After 30 years, I no longer walk to the village, and my trips have changed considerably. Instead of sparring on the beach, I now collect sea shells with my son, which is a different, yet endearing experience. My memories of Bordi from childhood were vivid and specific, so much so that I was able to rediscover its beauty again much later, after we had our son and resumed road trips.
Situated in Palghar district, Bordi is just a stone's throw away from the Gujarat border, and merely 150 km from Mumbai city. Once you pray to God (preferably all Gods) and cross the Dahisar Check Naka toll gate and the bridge near Hotel Fountain on Vasai Creek, the first 3 km are painful due to the infamous potholes, but after that, it is fairly easy to get to the destination. There are two routes to explore, but thanks to my multiple trips, I can easily say that taking the left turn after Charoti toll gate into Dahanu city, and then over the Dahanu railway flyover, is the best route which brings you to the wonderfully secluded and scenic coastal road to Bordi. The other route -- via Talasari -- is longer and crosses into Gujarat, before bringing you back to Maharashtra near the border at Umargam, and then descends into some hills surrounding Bordi.
It is a very scenic route, and I would recommend it to first-time visitors for the return journey. The drive itself is quite easy The highways till the Gujarat border, barring some odd stretches, have been well-maintained by the National Highways Authority of India (NHAI). And one also does not need to worry about places to halt. From fast-food outlets to smaller dhabas and kathiawadis, you'll find everything. One can even find fuel stations every few kilometres. My advice: check your tyres and verify the stepney before you enter Dahanu as you may not see pumps or tyre-repair shops for long stretches in the villages as you swerve into Bordi.
After you take the left at Charoti towards Dahanu, the lanes become full of villages, where farmers on bikes and women and children walking long distances on the side of the road are a common sight. This is the ideal stretch to slow down and to enjoy the scenery and beauty of northern coastal Maharashtra. I've driven on these roads at 1am too and felt completely safe all through, with village women walking home in the dead of the night. There are village homes on the main road for emergencies, if any, and the locals are quite helpful. I also suggest not forgetting to stop at the small farsan shop near Ganjad village for poha and batata vada.

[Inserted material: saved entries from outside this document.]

use anyhow::{Context, Result};
use serde::{Deserialize, Serialize};
use std::fs;
use std::path::{Path, PathBuf};
use std::time::Duration;

use crate::store::AppId;

const CONFIG_FILE: &str = "lnfly.toml";

/// Name of the single file each app may persist data into.
pub const STORAGE_FILE: &str = "storage.json";

/// Environment variable that replaces the runtime executable.
pub const ENV_DENO_PATH: &str = "DENO_PATH";
/// Environment variable that relocates the durable working directory.
pub const ENV_WORK_DIR: &str = "WORK_DIR";
/// Environment variable holding the wallet URL used when an app has none.
pub const ENV_DEFAULT_NWC_URL: &str = "DEFAULT_NWC_URL";

#[derive(Debug, Clone, Default, Serialize, Deserialize)]
pub struct Config {
    #[serde(default)]
    pub runtime: RuntimeConfig,
    #[serde(default)]
    pub paths: PathsConfig,
    #[serde(default)]
    pub ports: PortsConfig,
    #[serde(default)]
    pub lifecycle: LifecycleConfig,
    #[serde(default)]
    pub proxy: ProxyConfig,
    #[serde(default)]
    pub server: ServerConfig,
    #[serde(default)]
    pub wallet: WalletConfig,
}

/// Runtime configuration - how untrusted backend code is executed
#[derive(Debug, Clone, Serialize, Deserialize)]
pub struct RuntimeConfig {
    /// Command prefix used to run a backend file, split shell-style
    /// - Default: "deno run"
    /// - Custom: "/opt/deno/bin/deno run"
    #[serde(default = "default_runtime_command")]
    pub command: String,

    /// Heap ceiling for the runtime (e.g., "32m")
    #[serde(default = "default_memory")]
    pub memory: String,

    /// Host variables the runtime itself needs. They are set in the child
    /// environment but never granted to the untrusted code.
    #[serde(default = "default_passthrough_env")]
    pub passthrough_env: Vec<String>,
}

impl Default for RuntimeConfig {
    fn default() -> Self {
        Self {
            command: default_runtime_command(),
            memory: default_memory(),
            passthrough_env: default_passthrough_env(),
        }
    }
}

impl RuntimeConfig {
    /// Split the command string into a program and its leading arguments
    pub fn program_and_args(&self) -> Result<(String, Vec<String>)> {
        let mut words = shell_words::split(&self.command)
            .with_context(|| format!("Invalid runtime command: {}", self.command))?;
        if words.is_empty() {
            anyhow::bail!("Runtime command is empty");
        }
        let program = words.remove(0);
        Ok((program, words))
    }
}

#[derive(Debug, Clone, Serialize, Deserialize)]
pub struct PathsConfig {
    /// Root for durable data: app records and per-app storage
    #[serde(default = "default_work_dir")]
    pub work_dir: PathBuf,

    /// Where materialized backend sources are written (defaults to the
    /// system temp dir)
    #[serde(default)]
    pub scratch_dir: Option<PathBuf>,
}

impl Default for PathsConfig {
    fn default() -> Self {
        Self {
            work_dir: default_work_dir(),
            scratch_dir: None,
        }
    }
}

impl PathsConfig {
    pub fn scratch_dir(&self) -> PathBuf {
        self.scratch_dir
            .clone()
            .unwrap_or_else(|| std::env::temp_dir().join("lnfly_deno_apps"))
    }

    pub fn records_dir(&self) -> PathBuf {
        self.work_dir.join("records")
    }

    pub fn storage_dir(&self, app_id: &AppId) -> PathBuf {
        self.work_dir.join("apps").join(app_id.as_str())
    }

    pub fn storage_path(&self, app_id: &AppId) -> PathBuf {
        self.storage_dir(app_id).join(STORAGE_FILE)
    }
}

#[derive(Debug, Clone, Serialize, Deserialize)]
pub struct PortsConfig {
    /// First port handed out
    #[serde(default = "default_base_port")]
    pub base: u16,

    /// Test-bind each candidate before handing it out
    #[serde(default = "default_true")]
    pub verify_free: bool,

    /// Busy candidates skipped before giving up
    #[serde(default = "default_max_attempts")]
    pub max_attempts: u16,
}

impl Default for PortsConfig {
    fn default() -> Self {
        Self {
            base: default_base_port(),
            verify_free: true,
            max_attempts: default_max_attempts(),
        }
    }
}

#[derive(Debug, Clone, Serialize, Deserialize)]
pub struct LifecycleConfig {
    /// How long a fresh process must survive before it counts as running
    #[serde(default = "default_grace_ms")]
    pub startup_grace_ms: u64,

    /// How long SIGTERM is given before SIGKILL
    #[serde(default = "default_grace_ms")]
    pub stop_grace_ms: u64,

    /// Idle time after which a running backend is stopped
    #[serde(default = "default_inactivity_secs")]
    pub inactivity_timeout_secs: u64,

    /// Treat a stdout line mentioning the bound port as readiness
    #[serde(default = "default_true")]
    pub ready_on_port_log: bool,
}

impl Default for LifecycleConfig {
    fn default() -> Self {
        Self {
            startup_grace_ms: default_grace_ms(),
            stop_grace_ms: default_grace_ms(),
            inactivity_timeout_secs: default_inactivity_secs(),
            ready_on_port_log: true,
        }
    }
}

impl LifecycleConfig {
    pub fn startup_grace(&self) -> Duration {
        Duration::from_millis(self.startup_grace_ms)
    }

    pub fn stop_grace(&self) -> Duration {
        Duration::from_millis(self.stop_grace_ms)
    }

    pub fn inactivity_timeout(&self) -> Duration {
        Duration::from_secs(self.inactivity_timeout_secs)
    }
}

#[derive(Debug, Clone, Serialize, Deserialize)]
pub struct ProxyConfig {
    /// Upper bound for a single forwarded request
    #[serde(default = "default_proxy_timeout")]
    pub timeout_secs: u64,
}

impl Default for ProxyConfig {
    fn default() -> Self {
        Self {
            timeout_secs: default_proxy_timeout(),
        }
    }
}

impl ProxyConfig {
    pub fn timeout(&self) -> Duration {
        Duration::from_secs(self.timeout_secs)
    }
}

#[derive(Debug, Clone, Serialize, Deserialize)]
pub struct ServerConfig {
    #[serde(default = "default_bind")]
    pub bind: String,
}

impl Default for ServerConfig {
    fn default() -> Self {
        Self {
            bind: default_bind(),
        }
    }
}

#[derive(Debug, Clone, Default, Serialize, Deserialize)]
pub struct WalletConfig {
    /// Wallet connection URL handed to apps that have none of their own
    #[serde(default)]
    pub default_nwc_url: Option<String>,
}

// Default value functions
fn default_true() -> bool {
    true
}

fn default_runtime_command() -> String {
    "deno run".to_string()
}

fn default_memory() -> String {
    "32m".to_string()
}

fn default_passthrough_env() -> Vec<String> {
    vec!["PATH".to_string(), "HOME".to_string(), "DENO_DIR".to_string()]
}

fn default_work_dir() -> PathBuf {
    PathBuf::from(".")
}

fn default_base_port() -> u16 {
    9000
}

fn default_max_attempts() -> u16 {
    100
}

fn default_grace_ms() -> u64 {
    5_000
}

fn default_inactivity_secs() -> u64 {
    600
}

fn default_proxy_timeout() -> u64 {
    30
}

fn default_bind() -> String {
    "0.0.0.0:3001".to_string()
}

impl Config {
    /// Load configuration from `lnfly.toml` in a directory, using defaults if not found
    pub fn load(dir: &Path) -> Result<Self> {
        Self::load_from(&dir.join(CONFIG_FILE))
    }

    /// Load configuration from an explicit file, using defaults if not found
    pub fn load_from(config_path: &Path) -> Result<Self> {
        if !config_path.exists() {
            return Ok(Self::default());
        }

        let content = fs::read_to_string(config_path)
            .with_context(|| format!("Failed to read config file: {}", config_path.display()))?;

        let config: Self = toml::from_str(&content)
            .with_context(|| format!("Failed to parse config file: {}", config_path.display()))?;

        Ok(config)
    }

    /// Apply deployment overrides from the process environment
    pub fn apply_env_overrides(&mut self) {
        self.apply_env_overrides_with(|key| std::env::var(key).ok());
    }

    /// Apply deployment overrides using a custom variable lookup.
    ///
    /// Empty values are ignored.
    pub fn apply_env_overrides_with<F>(&mut self, lookup: F)
    where
        F: Fn(&str) -> Option<String>,
    {
        let get = |key: &str| lookup(key).filter(|value| !value.trim().is_empty());

        if let Some(deno) = get(ENV_DENO_PATH) {
            self.runtime.command = shell_words::join([deno.as_str(), "run"]);
        }
        if let Some(work_dir) = get(ENV_WORK_DIR) {
            self.paths.work_dir = PathBuf::from(work_dir);
        }
        if let Some(url) = get(ENV_DEFAULT_NWC_URL) {
            self.wallet.default_nwc_url = Some(url);
        }
    }
}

On the roads up to Dahanu railway station, you can spot large rivers and many small tributaries, some of which you can step into. There is also a small check dam near a temple right after the cut-off. After the first market where you can alight, park the car and explore, if the local women are not accessing it. This dam is perennially overflowing and is clean enough to walk across safely if you're courageous. Watch out for snakes in the shallow areas where the water is largely stagnant. Along the same road, there are some truly beautiful private farms right next to a river to spend some time, but beware of small wild animals and serpents.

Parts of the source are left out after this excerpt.